The derivative of the output w.r.t. state, and action if provided.

Torch Approximator

class mushroom.approximators.parametric.torch_approximator.TorchApproximator(input_shape, output_shape, network, optimizer=None, loss=None, batch_size=0, n_fit_targets=1, use_cuda=False, reinitialize=False, dropout=False, quiet=True, **params)[source]

Bases: object

Class to interface a pytorch model to the mushroom Regressor interface. This class implements all is needed to use a generic pytorch model and train it using a specified optimizer and objective function. This class supports also minibatches.
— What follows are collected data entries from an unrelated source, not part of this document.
//! Plan computation: the pure diff between desired and actual state.

use std::collections::HashSet;

use tracing::{debug, info, warn};

use farm_core::{DesiredStatus, TerminalId, TerminalSpec};

/// The corrective actions for one pass.
///
/// `to_create` and `to_stop` are disjoint by construction: a desired
/// entry lands in at most one of them, and orphans are by definition
/// not in the desired set. The plan is transient; it is recomputed
/// from scratch every pass and never persisted.
#[derive(Debug, Clone, Default, PartialEq, Eq)]
pub struct ReconcilePlan {
    /// Terminals that should be running but are not.
    pub to_create: Vec<TerminalSpec>,
    /// Terminals that are running but should not be, including
    /// orphans the control plane no longer knows about.
    pub to_stop: Vec<TerminalId>,
}

impl ReconcilePlan {
    /// Classify every terminal from one consistent snapshot of desired
    /// and actual state.
    ///
    /// Desired entries are walked in API order; orphan ids are sorted
    /// before being appended so apply order is deterministic.
    pub fn compute(desired: &[TerminalSpec], actual: &HashSet<TerminalId>) -> Self {
        let mut plan = Self::default();
        let mut desired_ids: HashSet<&str> = HashSet::with_capacity(desired.len());

        for spec in desired {
            if spec.id.is_empty() {
                warn!("skipping desired-state entry with empty id");
                continue;
            }
            desired_ids.insert(&spec.id);

            match spec.status {
                DesiredStatus::Running if !actual.contains(&spec.id) => {
                    info!(terminal = %spec.id, "should be running but no container found");
                    plan.to_create.push(spec.clone());
                }
                DesiredStatus::Stopped if actual.contains(&spec.id) => {
                    info!(terminal = %spec.id, "should be stopped but container is running");
                    plan.to_stop.push(spec.id.clone());
                }
                _ => {
                    debug!(terminal = %spec.id, status = ?spec.status, "already converged");
                }
            }
        }

        let mut orphans: Vec<TerminalId> = actual
            .iter()
            .filter(|id| !desired_ids.contains(id.as_str()))
            .cloned()
            .collect();
        orphans.sort();
        for id in &orphans {
            info!(terminal = %id, "orphaned container not in desired state");
        }
        plan.to_stop.extend(orphans);

        plan
    }

    /// True when the pass has nothing to do.
    pub fn is_converged(&self) -> bool {
        self.to_create.is_empty() && self.to_stop.is_empty()
    }
}

#[cfg(test)]
mod tests {
    use super::*;

    fn running(id: &str) -> TerminalSpec {
        TerminalSpec {
            id: id.to_string(),
            status: DesiredStatus::Running,
            server: "Broker-Demo".to_string(),
            login: "12345".to_string(),
            password: "pw".to_string(),
        }
    }

    fn stopped(id: &str) -> TerminalSpec {
        TerminalSpec {
            status: DesiredStatus::Stopped,
            ..running(id)
        }
    }

    fn actual(ids: &[&str]) -> HashSet<TerminalId> {
        ids.iter().map(|id| id.to_string()).collect()
    }

    #[test]
    fn mixed_state_classifies_create_stop_and_orphan() {
        // A should run but isn't; B should be stopped but runs; C is
        // an orphan.
        let desired = vec![running("A"), stopped("B")];
        let plan = ReconcilePlan::compute(&desired, &actual(&["B", "C"]));

        assert_eq!(plan.to_create.len(), 1);
        assert_eq!(plan.to_create[0].id, "A");
        assert_eq!(plan.to_stop, vec!["B", "C"]);
    }

    #[test]
    fn converged_state_yields_empty_plan() {
        let desired = vec![running("A"), stopped("B")];
        let plan = ReconcilePlan::compute(&desired, &actual(&["A"]));
        assert!(plan.is_converged());
    }

    #[test]
    fn empty_desired_stops_everything_running() {
        let plan = ReconcilePlan::compute(&[], &actual(&["X"]));
        assert!(plan.to_create.is_empty());
        assert_eq!(plan.to_stop, vec!["X"]);
    }

    #[test]
    fn create_and_stop_are_disjoint() {
        let desired = vec![
            running("A"),
            stopped("B"),
            running("C"),
            stopped("D"),
        ];
        let plan = ReconcilePlan::compute(&desired, &actual(&["B", "C", "E"]));

        let create_ids: HashSet<&str> = plan.to_create.iter().map(|s| s.id.as_str()).collect();
        let stop_ids: HashSet<&str> = plan.to_stop.iter().map(String::as_str).collect();
        assert!(create_ids.is_disjoint(&stop_ids));
        assert_eq!(create_ids, HashSet::from(["A"]));
        assert_eq!(stop_ids, HashSet::from(["B", "E"]));
    }

    #[test]
    fn every_orphan_is_stopped() {
        let desired = vec![running("A")];
        let plan = ReconcilePlan::compute(&desired, &actual(&["A", "Z", "Y", "X"]));
        // Sorted for deterministic apply order.
        assert_eq!(plan.to_stop, vec!["X", "Y", "Z"]);
    }

    #[test]
    fn empty_id_entries_are_skipped_not_orphan_matched() {
        let desired = vec![running(""), running("A")];
        let plan = ReconcilePlan::compute(&desired, &actual(&[]));
        assert_eq!(plan.to_create.len(), 1);
        assert_eq!(plan.to_create[0].id, "A");
    }

    #[test]
    fn stopped_and_not_running_is_a_noop() {
        let desired = vec![stopped("B")];
        let plan = ReconcilePlan::compute(&desired, &actual(&[]));
        assert!(plan.is_converged());
    }
}
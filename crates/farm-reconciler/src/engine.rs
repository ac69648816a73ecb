//! The reconciler: snapshot, plan, apply.

use tracing::{debug, error, info, warn};

use farm_api::ApiClient;
use farm_core::ReconcileStats;
use farm_runtime::ContainerRuntime;

use crate::plan::ReconcilePlan;

/// Drives one reconciliation pass against a runtime adapter.
///
/// Holds no state between passes; convergence across partial failures
/// comes from re-running the whole process, not from memory of what a
/// previous pass did.
pub struct Reconciler<R> {
    api: ApiClient,
    runtime: R,
}

impl<R: ContainerRuntime> Reconciler<R> {
    pub fn new(api: ApiClient, runtime: R) -> Self {
        Self { api, runtime }
    }

    /// Take a snapshot of desired and actual state and compute the
    /// plan. The two reads hit separate systems and are not
    /// transactionally consistent; repeated passes converge anyway.
    pub async fn plan(&self) -> ReconcilePlan {
        let desired = match self.api.fetch_desired().await {
            Ok(specs) => specs,
            Err(err) => {
                // Deliberate fail-safe: an upstream outage must not
                // abort the pass. The cost is that with an empty
                // desired list every running terminal is classified as
                // an orphan and stopped.
                warn!(
                    error = %err,
                    "desired-state fetch failed; continuing with empty desired state, \
                     all running terminals will be treated as orphans"
                );
                Vec::new()
            }
        };
        let actual = self.runtime.list_running_ids().await;
        debug!(
            desired = desired.len(),
            actual = actual.len(),
            "reconciliation snapshot taken"
        );
        ReconcilePlan::compute(&desired, &actual)
    }

    /// Apply a plan item by item, creates first, then stops.
    ///
    /// Each item is independent: a failure is counted and the rest of
    /// the plan still runs. Nothing is retried or rolled back here.
    pub async fn apply(&self, plan: ReconcilePlan) -> ReconcileStats {
        let mut stats = ReconcileStats::default();

        for spec in &plan.to_create {
            match self.runtime.create_or_restart(spec).await {
                Ok(true) => {
                    stats.created += 1;
                    info!(terminal = %spec.id, "terminal container created");
                }
                Ok(false) => {
                    stats.errors += 1;
                    error!(terminal = %spec.id, "failed to create terminal container");
                }
                Err(err) => {
                    stats.errors += 1;
                    error!(terminal = %spec.id, error = %err, "error creating terminal container");
                }
            }
        }

        for id in &plan.to_stop {
            match self.runtime.stop_and_remove(id).await {
                Ok(true) => {
                    stats.stopped += 1;
                    info!(terminal = %id, "terminal container stopped");
                }
                Ok(false) => {
                    stats.errors += 1;
                    error!(terminal = %id, "failed to stop terminal container");
                }
                Err(err) => {
                    stats.errors += 1;
                    error!(terminal = %id, error = %err, "error stopping terminal container");
                }
            }
        }

        info!(
            created = stats.created,
            stopped = stats.stopped,
            updated = stats.updated,
            errors = stats.errors,
            "reconciliation pass complete"
        );
        stats
    }

    /// One full pass: snapshot, plan, apply.
    pub async fn reconcile(&self) -> ReconcileStats {
        let plan = self.plan().await;
        self.apply(plan).await
    }

    pub fn runtime(&self) -> &R {
        &self.runtime
    }
}

#[cfg(test)]
mod tests {
    use super::*;
    use farm_core::{DesiredStatus, OrchestratorConfig, TerminalSpec};
    use farm_runtime::MockRuntime;

    fn test_api() -> ApiClient {
        let config = OrchestratorConfig::from_lookup(|name| match name {
            "TRADING_JOURNAL_URL" => Some("http://127.0.0.1:9".to_string()),
            "ORCHESTRATOR_SECRET" => Some("secret".to_string()),
            "VM_DOCKER_HOST" => Some("tcp://localhost:2375".to_string()),
            "TERMINAL_WEBHOOK_SECRET" => Some("hook".to_string()),
            _ => None,
        })
        .unwrap();
        ApiClient::new(&config).unwrap()
    }

    fn spec(id: &str) -> TerminalSpec {
        TerminalSpec {
            id: id.to_string(),
            status: DesiredStatus::Running,
            server: "Broker-Demo".to_string(),
            login: "12345".to_string(),
            password: "pw".to_string(),
        }
    }

    #[tokio::test]
    async fn apply_counts_creates_and_stops() {
        let reconciler = Reconciler::new(test_api(), MockRuntime::with_running(["old"]));
        let plan = ReconcilePlan {
            to_create: vec![spec("a"), spec("b")],
            to_stop: vec!["old".to_string()],
        };

        let stats = reconciler.apply(plan).await;
        assert_eq!(stats.created, 2);
        assert_eq!(stats.stopped, 1);
        assert_eq!(stats.errors, 0);
        assert!(stats.is_clean());
    }

    #[tokio::test]
    async fn failing_item_does_not_abort_the_rest() {
        let runtime = MockRuntime::new().failing_create("b");
        let reconciler = Reconciler::new(test_api(), runtime);
        let plan = ReconcilePlan {
            to_create: vec![spec("a"), spec("b"), spec("c")],
            to_stop: Vec::new(),
        };

        let stats = reconciler.apply(plan).await;
        assert_eq!(stats.created, 2);
        assert_eq!(stats.errors, 1);
        assert_eq!(reconciler.runtime().created(), vec!["a", "c"]);
    }

    #[tokio::test]
    async fn hard_runtime_error_counts_like_a_failure() {
        let runtime = MockRuntime::with_running(["x", "y"]).erroring("x");
        let reconciler = Reconciler::new(test_api(), runtime);
        let plan = ReconcilePlan {
            to_create: Vec::new(),
            to_stop: vec!["x".to_string(), "y".to_string()],
        };

        let stats = reconciler.apply(plan).await;
        assert_eq!(stats.stopped, 1);
        assert_eq!(stats.errors, 1);
        assert_eq!(reconciler.runtime().stopped(), vec!["y"]);
    }

    #[tokio::test]
    async fn incomplete_credentials_count_as_error_without_creating() {
        let reconciler = Reconciler::new(test_api(), MockRuntime::new());
        let mut bad = spec("a");
        bad.server.clear();
        let plan = ReconcilePlan {
            to_create: vec![bad, spec("b")],
            to_stop: Vec::new(),
        };

        let stats = reconciler.apply(plan).await;
        assert_eq!(stats.created, 1);
        assert_eq!(stats.errors, 1);
        assert_eq!(reconciler.runtime().created(), vec!["b"]);
    }

    #[tokio::test]
    async fn updated_counter_stays_reserved() {
        let reconciler = Reconciler::new(test_api(), MockRuntime::new());
        let stats = reconciler.apply(ReconcilePlan::default()).await;
        assert_eq!(stats.updated, 0);
    }
}
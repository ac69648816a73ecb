//! Docker implementation of the runtime adapter.
//!
//! Talks to the terminal VM's Docker engine over HTTP or TLS. Every
//! operation is keyed by the `mt5-terminal-{id}` container name, never
//! by Docker's internal container id, so repeated passes always find
//! the same unit.

use std::collections::HashSet;

use async_trait::async_trait;
use bollard::container::{
    Config, CreateContainerOptions, ListContainersOptions, RemoveContainerOptions,
    StartContainerOptions, StopContainerOptions,
};
use bollard::models::{ContainerStateStatusEnum, HostConfig, RestartPolicy, RestartPolicyNameEnum};
use bollard::{API_DEFAULT_VERSION, Docker};
use tracing::{debug, error, info, warn};

use farm_core::{OrchestratorConfig, TerminalId, TerminalSpec};

use crate::error::{RuntimeError, RuntimeResult};
use crate::{ContainerRuntime, ContainerStatus, container_name, terminal_id};

const DOCKER_API_TIMEOUT_SECS: u64 = 30;
/// Grace period given to a terminal before the engine kills it.
const STOP_GRACE_SECS: i64 = 10;
/// 1 GiB per terminal container.
const MEMORY_LIMIT_BYTES: i64 = 1 << 30;

/// Docker-backed [`ContainerRuntime`].
pub struct DockerRuntime {
    docker: Docker,
    image: String,
    journal_url: String,
    webhook_secret: String,
}

impl DockerRuntime {
    /// Connect to the configured Docker endpoint and verify it with a
    /// ping. A dead endpoint here is fatal: the orchestrator cannot do
    /// anything without its runtime.
    pub async fn connect(config: &OrchestratorConfig) -> RuntimeResult<Self> {
        let docker = match &config.docker_cert_path {
            Some(cert_path) if config.docker_tls_verify => Docker::connect_with_ssl(
                &config.docker_host,
                &cert_path.join("key.pem"),
                &cert_path.join("cert.pem"),
                &cert_path.join("ca.pem"),
                DOCKER_API_TIMEOUT_SECS,
                API_DEFAULT_VERSION,
            ),
            _ => Docker::connect_with_http(
                &config.docker_host,
                DOCKER_API_TIMEOUT_SECS,
                API_DEFAULT_VERSION,
            ),
        }
        .map_err(RuntimeError::Connect)?;

        docker.ping().await.map_err(RuntimeError::Connect)?;
        info!(host = %config.docker_host, "docker client connected");

        Ok(Self {
            docker,
            image: config.terminal_image.clone(),
            journal_url: config.journal_url.clone(),
            webhook_secret: config.terminal_webhook_secret.clone(),
        })
    }

    /// Environment injected into a terminal container.
    ///
    /// `API_KEY` is the terminal's webhook secret, a trust
    /// relationship separate from the orchestrator's own control-plane
    /// secret.
    fn terminal_env(&self, spec: &TerminalSpec) -> Vec<String> {
        vec![
            format!("MT5_SERVER={}", spec.server),
            format!("MT5_LOGIN={}", spec.login),
            format!("MT5_PASSWORD={}", spec.password),
            format!("TERMINAL_ID={}", spec.id),
            format!("API_ENDPOINT={}", self.journal_url),
            format!("API_KEY={}", self.webhook_secret),
        ]
    }

    async fn remove_force(&self, name: &str) {
        let options = RemoveContainerOptions {
            force: true,
            ..Default::default()
        };
        if let Err(err) = self.docker.remove_container(name, Some(options)).await {
            if !is_not_found(&err) {
                warn!(container = %name, error = %err, "failed to remove container");
            }
        }
    }

    /// Create a fresh container for the spec and start it. If the
    /// start fails the container is removed again so no half-created
    /// unit lingers for the next pass to trip over.
    async fn create_and_start(&self, spec: &TerminalSpec, name: &str) -> bool {
        let config = Config {
            image: Some(self.image.clone()),
            env: Some(self.terminal_env(spec)),
            host_config: Some(HostConfig {
                memory: Some(MEMORY_LIMIT_BYTES),
                restart_policy: Some(RestartPolicy {
                    name: Some(RestartPolicyNameEnum::UNLESS_STOPPED),
                    maximum_retry_count: None,
                }),
                ..Default::default()
            }),
            ..Default::default()
        };
        let options = CreateContainerOptions {
            name: name.to_string(),
            platform: None,
        };

        if let Err(err) = self.docker.create_container(Some(options), config).await {
            error!(container = %name, error = %err, "failed to create container");
            return false;
        }

        match self
            .docker
            .start_container(name, None::<StartContainerOptions<String>>)
            .await
        {
            Ok(()) => {
                info!(container = %name, "created and started container");
                true
            }
            Err(err) => {
                error!(container = %name, error = %err, "failed to start created container");
                self.remove_force(name).await;
                false
            }
        }
    }
}

#[async_trait]
impl ContainerRuntime for DockerRuntime {
    async fn list_running_ids(&self) -> HashSet<TerminalId> {
        let options = ListContainersOptions::<String> {
            all: true,
            ..Default::default()
        };
        let summaries = match self.docker.list_containers(Some(options)).await {
            Ok(summaries) => summaries,
            Err(err) => {
                error!(error = %err, "failed to list containers, treating actual state as empty");
                return HashSet::new();
            }
        };

        let mut ids = HashSet::new();
        for summary in summaries {
            let running = summary
                .state
                .as_deref()
                .is_some_and(|state| state.eq_ignore_ascii_case("running"));
            if !running {
                continue;
            }
            for name in summary.names.unwrap_or_default() {
                // The engine API reports names with a leading slash.
                if let Some(id) = terminal_id(name.trim_start_matches('/')) {
                    ids.insert(id.to_string());
                    break;
                }
            }
        }
        debug!(count = ids.len(), "listed running terminal containers");
        ids
    }

    async fn create_or_restart(&self, spec: &TerminalSpec) -> RuntimeResult<bool> {
        let missing = spec.missing_credentials();
        if !missing.is_empty() {
            warn!(
                terminal = %spec.id,
                missing = ?missing,
                "refusing to create terminal with incomplete credentials"
            );
            return Ok(false);
        }

        let name = container_name(&spec.id);
        match self.docker.inspect_container(&name, None).await {
            Ok(inspect) => {
                let status = inspect.state.and_then(|s| s.status).and_then(map_status);
                match status {
                    Some(ContainerStatus::Running) => {
                        debug!(container = %name, "container already running");
                        return Ok(true);
                    }
                    Some(status) if status.is_restartable() => {
                        info!(container = %name, %status, "starting existing container");
                        match self
                            .docker
                            .start_container(&name, None::<StartContainerOptions<String>>)
                            .await
                        {
                            Ok(()) => return Ok(true),
                            Err(err) => {
                                warn!(
                                    container = %name,
                                    error = %err,
                                    "failed to start existing container, recreating"
                                );
                                self.remove_force(&name).await;
                            }
                        }
                    }
                    _ => {
                        warn!(
                            container = %name,
                            status = ?status,
                            "container in unexpected state, recreating"
                        );
                        self.remove_force(&name).await;
                    }
                }
            }
            Err(err) if is_not_found(&err) => {}
            Err(err) => {
                error!(container = %name, error = %err, "failed to inspect container");
                return Ok(false);
            }
        }

        Ok(self.create_and_start(spec, &name).await)
    }

    async fn stop_and_remove(&self, id: &str) -> RuntimeResult<bool> {
        let name = container_name(id);
        match self
            .docker
            .stop_container(&name, Some(StopContainerOptions { t: STOP_GRACE_SECS }))
            .await
        {
            Ok(()) => {}
            Err(err) if is_not_found(&err) => {
                debug!(container = %name, "container already absent");
                return Ok(true);
            }
            // 304: already stopped, still needs removing.
            Err(err) if is_not_modified(&err) => {
                debug!(container = %name, "container already stopped");
            }
            Err(err) => {
                error!(container = %name, error = %err, "failed to stop container");
                return Ok(false);
            }
        }

        match self.docker.remove_container(&name, None).await {
            Ok(()) => {
                info!(container = %name, "stopped and removed container");
                Ok(true)
            }
            Err(err) if is_not_found(&err) => Ok(true),
            Err(err) => {
                error!(container = %name, error = %err, "failed to remove container");
                Ok(false)
            }
        }
    }

    async fn status(&self, id: &str) -> RuntimeResult<Option<ContainerStatus>> {
        let name = container_name(id);
        match self.docker.inspect_container(&name, None).await {
            Ok(inspect) => Ok(inspect.state.and_then(|s| s.status).and_then(map_status)),
            Err(err) if is_not_found(&err) => Ok(None),
            Err(err) => Err(RuntimeError::Api(err)),
        }
    }
}

fn map_status(status: ContainerStateStatusEnum) -> Option<ContainerStatus> {
    match status {
        ContainerStateStatusEnum::CREATED => Some(ContainerStatus::Created),
        ContainerStateStatusEnum::RUNNING => Some(ContainerStatus::Running),
        ContainerStateStatusEnum::PAUSED => Some(ContainerStatus::Paused),
        ContainerStateStatusEnum::RESTARTING => Some(ContainerStatus::Restarting),
        ContainerStateStatusEnum::REMOVING => Some(ContainerStatus::Removing),
        ContainerStateStatusEnum::EXITED => Some(ContainerStatus::Exited),
        ContainerStateStatusEnum::DEAD => Some(ContainerStatus::Dead),
        ContainerStateStatusEnum::EMPTY => None,
    }
}

fn is_not_found(err: &bollard::errors::Error) -> bool {
    matches!(
        err,
        bollard::errors::Error::DockerResponseServerError {
            status_code: 404,
            ..
        }
    )
}

fn is_not_modified(err: &bollard::errors::Error) -> bool {
    matches!(
        err,
        bollard::errors::Error::DockerResponseServerError {
            status_code: 304,
            ..
        }
    )
}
__init__(input_shape, output_shape, network, optimizer=None, loss=None, batch_size=0, n_fit_targets=1, use_cuda=False, reinitialize=False, dropout=False, quiet=True, **params)[source]

Constructor.

Parameters:
  • input_shape (tuple) – shape of the input of the network;
  • output_shape (tuple) – shape of the output of the network;
  • network (torch.nn.Module) – the network class to use;
  • optimizer (dict) – the optimizer used for every fit step;
  • loss (torch.nn.functional) – the loss function to optimize in the fit method;
  • batch_size (int, 0) – the size of each minibatch. If 0, the whole dataset is fed to the optimizer at each epoch;
  • n_fit_targets (int, 1) – the number of fit targets used by the fit method of the network;
  • use_cuda (bool, False) – if True, runs the network on the GPU;
  • reinitialize (bool, False) – if True, the approximator is re
  • at every fit call. To perform the initialization, the (initialized) –
  • method must be defined properly for the selected (weights_init) –
  • network. (model) –
  • dropout (bool, False) – if True, dropout is applied only during train;
  • quiet (bool, True) – if False, shows two progress bars, one for epochs and one for the minibatches;
  • params (dict) – dictionary of parameters needed to construct the network.
predict(*args, output_tensor=False, **kwargs)[source]

Predict.

Parameters:
  • args (list) – input;
  • output_tensor (bool, False) – whether to return the output as tensor or not;
  • **kwargs (dict) – other parameters used by the predict method the regressor.
Returns:

The predictions of the model.

fit(*args, n_epochs=None, weights=None, epsilon=None, patience=1, validation_split=1.0, **kwargs)[source]

Fit the model.

Parameters:
  • *args (list) – input, where the last n_fit_targets elements are considered as the target, while the others are considered as input;
  • n_epochs (int, None) – the number of training epochs;
  • weights (np.ndarray, None) – the weights of each sample in the computation of the loss;
  • epsilon (float, None) – the coefficient used for early stopping;
  • patience (float, 1.) – the number of epochs to wait until stop the learning if not improving;
  • validation_split (float, 1.) – the percentage of the dataset to use as training set;
  • **kwargs (dict) – other parameters used by the fit method of the regressor.
set_weights(weights)[source]

Setter.

Parameters:w (np.ndarray) – the set of weights to set.
get_weights()[source]

Getter.

Returns:The set of weights of the approximator.
weights_size

The size of the array of weights.

Type:Returns
diff(*args, **kwargs)[source]

Compute the derivative of the output w.r.t. state, and action if provided.

Parameters:
  • state (np.ndarray) – the state;
  • action (np.ndarray, None) – the action.
Returns:

The derivative of the output w.r.t. state, and action if provided.